Thursday, December 4, 2008


I met with my client yesterday to figure out how we could resolve some of the issues we're having, namely that we aren't getting much accomplished. We had an extremely productive meeting and came up with a lot of ideas for how we could start getting more done. The immediate result was that I was able to finish a project yesterday afternoon that I've been sitting on for a while and will be able to send out an invoice for it in the next couple of days. It will be a larger paycheck than any I've received so far. That, in and of itself, is success.

It continues to surprise me how many lessons I am learning each day in my freelance writing adventures. The most significant things I learned from this experience are to speak up when something is not working and to look for innovative ways of dealing with people who have different styles and situations.

When I worked at my day job, I had to constantly pester people for copy. They were always missing deadlines, and though I tried to be nice about it, I felt well within my rights to continually nag them until I got what I needed. When you're a contract worker and your contact is one of the owners of the business, the situation is a little more delicate. I had a problem with getting what I needed from my contact and reminded him periodically when I didn't get something, but I didn't really feel like I could put a lot of pressure on him. After all, he knew the consequences if something didn't get done, and for the most part, the consequences affected him more than they affected me. (Although, if I don't get work done, I don't get paid.)

Earlier this week, I sent him what I thought was a fairly diplomatic e-mail, stating that I didn't think we were getting a lot accomplished and I wanted to discuss how we could work better together.
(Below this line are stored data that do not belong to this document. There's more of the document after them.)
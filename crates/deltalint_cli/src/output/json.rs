//! JSON output formatter

use deltalint_core::LintReport;
use miette::{IntoDiagnostic, Result};

pub fn output_json(report: &LintReport) -> Result<()> {
    println!("{}", report.to_json().into_diagnostic()?);
    Ok(())
}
He called me and was very receptive to the idea. He agreed that we were treading water and took responsibility for his part in it. And then we discovered something. Right or wrong, he admitted that if something wasn't on his schedule, he probably wouldn't get to it. Now I'm sure this is not true across the board—I can't imagine he wouldn't answer an e-mail from a client who is bringing in money, but my e-mails and phone calls were falling by the wayside because he didn't have time scheduled to deal with them.

What we came up with was a recurring, weekly virtual meeting. Now I know that each week, that time slot is mine. If I need any feedback or clarification from him on something, I can get it at that meeting. That's not to say that I can't e-mail or call him in the interim if I have a question, but I know I won't have to wait weeks to get a response from him. I'm confident this will remove a lot of the impediments.

The takeaway from this is that I'm going to have to learn to work differently with different people. Ultimately, I think I want the same thing my client wants, we just need to think creatively to make sure it gets done.